Task details >> Reproduce, exactly and in full, only the lines below from the one containing "si / min * (-1000" through the one containing "pub fn relative_speed_to_si(&self, raw: i32)".

Data extract >>
· · · ·

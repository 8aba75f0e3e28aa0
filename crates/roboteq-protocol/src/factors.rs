//! 单位换算
//!
//! 控制器内部以定点比例、RPM、0.1 A 等设备单位工作；本模块在
//! 设备单位与 SI 单位（rad/s、Nm、V）之间换算。换算参数按通道
//! 配置，换算本身是无状态的纯函数。
//!
//! ## 比例寄存器
//!
//! 相对量寄存器的取值范围是 [-1000, 1000]。换算采用以
//! `zero` 为中心的非对称线性公式：`zero` 是 SI 值为 0 时的
//! 寄存器读数，寄存器 ±1000 分别对应 SI 的 `max` / `min`。
//! `zero = 0` 不是特例，走同一条代码路径。
//! 所有写往比例寄存器的换算结果四舍五入后饱和截断到
//! [-1000, 1000]，绝不回绕。

use std::f64::consts::PI;

/// 位置反馈的来源选择
///
/// 配置文件中以原始整数出现，未知值回落到 `None`。
#[derive(Debug, Clone, Copy, PartialEq, Eq, Default, num_enum::FromPrimitive)]
#[cfg_attr(feature = "serde", derive(serde::Serialize, serde::Deserialize))]
#[repr(u8)]
pub enum PositionSource {
    /// 未指定，使用相对比例换算
    #[default]
    None = 0,
    /// 自动（与 None 等价）
    Auto = 1,
    /// 绝对编码器计数
    Encoder = 2,
}

/// 单通道的单位换算参数
#[derive(Debug, Clone, Copy, PartialEq)]
#[cfg_attr(feature = "serde", derive(serde::Serialize, serde::Deserialize))]
pub struct Factors {
    /// SI 速度为 0 时的相对速度读数
    pub speed_zero: i32,
    /// 相对速度 -1000 对应的 SI 速度
    pub speed_min: f64,
    /// 相对速度 +1000 对应的 SI 速度
    pub speed_max: f64,

    /// SI 位置为 0 时的相对位置读数
    pub position_zero: i32,
    /// 相对位置 -1000 对应的 SI 位置
    pub position_min: f64,
    /// 相对位置 +1000 对应的 SI 位置
    pub position_max: f64,

    /// 转矩常数，单位 A/Nm
    pub torque_constant: f64,
    /// 电流上限，单位 A（相对转矩指令的饱和边界）
    pub max_current: f64,
    /// 编码器一个计数对应的 SI 位置
    pub encoder_position_factor: f64,
}

impl Default for Factors {
    fn default() -> Self {
        Self {
            speed_zero: 0,
            speed_min: -1.0,
            speed_max: 1.0,
            position_zero: 0,
            position_min: -1.0,
            position_max: 1.0,
            torque_constant: 1.0,
            max_current: 1.0,
            encoder_position_factor: 1.0,
        }
    }
}

/// 以 zero 为中心的比例 → SI 换算
fn ratio_to_si(raw: i32, zero: i32, min: f64, max: f64) -> f64 {
    if raw > zero {
        (raw - zero) as f64 / (1000 - zero) as f64 * max
    } else {
        (zero - raw) as f64 / (1000 + zero) as f64 * min
    }
}

/// SI → 比例换算，四舍五入并饱和到 [-1000, 1000]
fn ratio_from_si(si: f64, zero: i32, min: f64, max: f64) -> i32 {
    let value = if si > 0.0 {
        si / max * (1000 - zero) as f64 + zero as f64
    } else {
        si / min * (-1000 - zero) as f64 + zero as f64
    };
    Factors::clamp1000(value)
}

impl Factors {
    /// 四舍五入并饱和截断到 [-1000, 1000]
    pub fn clamp1000(value: f64) -> i32 {
        let v = value.round();
        if v > 1000.0 {
            1000
        } else if v < -1000.0 {
            -1000
        } else {
            v as i32
        }
    }

    pub fn relative_speed_to_si(&self, raw: i32) -> f64 {
        ratio_to_si(raw, self.speed_zero, self.speed_min, self.speed_max)
    }

    pub fn relative_speed_from_si(&self, speed: f64) -> i32 {
        ratio_from_si(speed, self.speed_zero, self.speed_min, self.speed_max)
    }

    pub fn relative_position_to_si(&self, raw: i32) -> f64 {
        ratio_to_si(
            raw,
            self.position_zero,
            self.position_min,
            self.position_max,
        )
    }

    pub fn relative_position_from_si(&self, position: f64) -> i32 {
        ratio_from_si(
            position,
            self.position_zero,
            self.position_min,
            self.position_max,
        )
    }

    /// 按反馈来源换算位置读数
    pub fn position_to_si(&self, raw: i32, source: PositionSource) -> f64 {
        match source {
            PositionSource::None | PositionSource::Auto => self.relative_position_to_si(raw),
            PositionSource::Encoder => self.absolute_encoder_position_to_si(raw),
        }
    }

    /// 编码器计数 → SI 位置
    pub fn absolute_encoder_position_to_si(&self, counts: i32) -> f64 {
        counts as f64 * self.encoder_position_factor
    }

    /// SI 位置 → 编码器计数
    pub fn encoder_position_from_si(&self, position: f64) -> i32 {
        (position / self.encoder_position_factor).round() as i32
    }

    /// SI 转矩 → 相对转矩指令，电流受 `max_current` 饱和
    pub fn relative_torque_from_si(&self, torque: f64) -> i32 {
        let current = torque * self.torque_constant;
        ratio_from_si(current, 0, -self.max_current, self.max_current)
    }

    /// RPM → rad/s
    pub fn rpm_to_si(&self, rpm: f64) -> f64 {
        rpm * 2.0 * PI / 60.0
    }

    /// rad/s → RPM
    pub fn rpm_from_si(&self, speed: f64) -> f64 {
        speed / (2.0 * PI) * 60.0
    }

    /// 功率等级读数 ([-1000, 1000]) → 比例
    pub fn pwm_to_float(&self, raw: i32) -> f64 {
        raw as f64 / 1000.0
    }

    /// 电流读数 (0.1 A) → SI 转矩
    pub fn current_to_torque_si(&self, deci_amps: i32) -> f64 {
        deci_amps as f64 / 10.0 / self.torque_constant
    }

    /// SI 转矩 → 电流指令 (0.01 A)
    pub fn current_from_torque_si(&self, torque: f64) -> i32 {
        (torque * self.torque_constant * 100.0).round() as i32
    }

    /// SI 转矩斜率 → 电流斜率指令 (1e-4 A/s)
    pub fn current_slope_from_torque_slope_si(&self, slope: f64) -> i32 {
        (slope * self.torque_constant * 10000.0).round() as i32
    }
}

#[cfg(test)]
mod tests {
    use super::*;
    use proptest::prelude::*;

    fn factors() -> Factors {
        Factors {
            speed_min: -10.0,
            speed_max: 42.0,
            position_min: -100.0,
            position_max: 84.0,
            torque_constant: 0.3,
            max_current: 10.0,
            encoder_position_factor: 0.5,
            ..Default::default()
        }
    }

    #[test]
    fn test_speed_to_si_at_bounds() {
        let f = factors();
        assert_eq!(f.relative_speed_to_si(-1000), -10.0);
        assert_eq!(f.relative_speed_to_si(1000), 42.0);
        assert_eq!(f.relative_speed_to_si(0), 0.0);
    }

    #[test]
    fn test_speed_from_si_at_bounds() {
        let f = factors();
        assert_eq!(f.relative_speed_from_si(-10.0), -1000);
        assert_eq!(f.relative_speed_from_si(42.0), 1000);
        assert_eq!(f.relative_speed_from_si(0.0), 0);
    }

    #[test]
    fn test_speed_from_si_saturates() {
        let f = factors();
        assert_eq!(f.relative_speed_from_si(-20.0), -1000);
        assert_eq!(f.relative_speed_from_si(50.0), 1000);
    }

    #[test]
    fn test_position_bounds_with_nonzero_center() {
        let f = Factors {
            position_zero: 200,
            position_min: -3.0,
            position_max: 4.0,
            ..Default::default()
        };
        assert_eq!(f.relative_position_to_si(200), 0.0);
        assert_eq!(f.relative_position_to_si(-1000), -3.0);
        assert_eq!(f.relative_position_to_si(1000), 4.0);
        assert_eq!(f.relative_position_from_si(0.0), 200);
        assert_eq!(f.relative_position_from_si(-3.0), -1000);
        assert_eq!(f.relative_position_from_si(4.0), 1000);
    }

    #[test]
    fn test_position_source_dispatch() {
        let f = factors();
        assert_eq!(f.position_to_si(1000, PositionSource::None), 84.0);
        assert_eq!(f.position_to_si(1000, PositionSource::Auto), 84.0);
        assert_eq!(f.position_to_si(1000, PositionSource::Encoder), 500.0);
    }

    #[test]
    fn test_position_source_from_raw_config_value() {
        assert_eq!(PositionSource::from(2u8), PositionSource::Encoder);
        // 未知值回落到 None
        assert_eq!(PositionSource::from(7u8), PositionSource::None);
    }

    #[test]
    fn test_encoder_position_round_trip() {
        let f = factors();
        assert_eq!(f.absolute_encoder_position_to_si(-1000), -500.0);
        assert_eq!(f.encoder_position_from_si(-500.0), -1000);
    }

    #[test]
    fn test_rpm_conversions() {
        let f = factors();
        assert!((f.rpm_to_si(60.0) - 2.0 * PI).abs() < 1e-9);
        assert!((f.rpm_from_si(2.0 * PI) - 60.0).abs() < 1e-9);
    }

    #[test]
    fn test_pwm_to_float() {
        let f = factors();
        assert_eq!(f.pwm_to_float(500), 0.5);
        assert_eq!(f.pwm_to_float(-1000), -1.0);
    }

    #[test]
    fn test_current_torque_conversions() {
        let f = factors();
        // 150 * 0.1 A / 0.3 A/Nm = 50 Nm
        assert_eq!(f.current_to_torque_si(150), 50.0);
        // 0.42 Nm * 0.3 A/Nm * 100 = 12.6 → 13
        assert_eq!(f.current_from_torque_si(0.42), 13);
        assert_eq!(f.current_slope_from_torque_slope_si(0.5), 1500);
    }

    #[test]
    fn test_relative_torque_saturates_at_current_limit() {
        let f = Factors {
            torque_constant: 2.0,
            max_current: 10.0,
            ..Default::default()
        };
        // 2.5 Nm * 2 A/Nm = 5 A，半量程
        assert_eq!(f.relative_torque_from_si(2.5), 500);
        // 10 Nm * 2 A/Nm = 20 A，超出上限
        assert_eq!(f.relative_torque_from_si(10.0), 1000);
        assert_eq!(f.relative_torque_from_si(-10.0), -1000);
    }

    #[test]
    fn test_clamp1000_rounds_to_nearest() {
        assert_eq!(Factors::clamp1000(499.4), 499);
        assert_eq!(Factors::clamp1000(499.6), 500);
        assert_eq!(Factors::clamp1000(-499.6), -500);
        assert_eq!(Factors::clamp1000(1000.4), 1000);
        assert_eq!(Factors::clamp1000(-3000.0), -1000);
    }

    proptest! {
        /// 比例换算的往返律：from_si(to_si(r)) 在取整后与 r 相差不超过 1
        #[test]
        fn prop_ratio_round_trip(
            raw in -1000i32..=1000,
            zero in -500i32..=500,
            min in -100.0f64..-0.1,
            max in 0.1f64..100.0,
        ) {
            let f = Factors {
                speed_zero: zero,
                speed_min: min,
                speed_max: max,
                ..Default::default()
            };
            let back = f.relative_speed_from_si(f.relative_speed_to_si(raw));
            prop_assert!((back - raw).abs() <= 1, "raw={raw} back={back}");
        }

        /// to_si 的边界律
        #[test]
        fn prop_ratio_bounds(
            zero in -500i32..=500,
            min in -100.0f64..-0.1,
            max in 0.1f64..100.0,
        ) {
            let f = Factors {
                speed_zero: zero,
                speed_min: min,
                speed_max: max,
                ..Default::default()
            };
            prop_assert_eq!(f.relative_speed_to_si(-1000), min);
            prop_assert_eq!(f.relative_speed_to_si(1000), max);
            prop_assert_eq!(f.relative_speed_to_si(zero), 0.0);
        }
    }
}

· · · ·

Exercise response >>
        si / min * (-1000 - zero) as f64 + zero as f64
    };
    Factors::clamp1000(value)
}

impl Factors {
    /// 四舍五入并饱和截断到 [-1000, 1000]
    pub fn clamp1000(value: f64) -> i32 {
        let v = value.round();
        if v > 1000.0 {
            1000
        } else if v < -1000.0 {
            -1000
        } else {
            v as i32
        }
    }

    pub fn relative_speed_to_si(&self, raw: i32) -> f64 {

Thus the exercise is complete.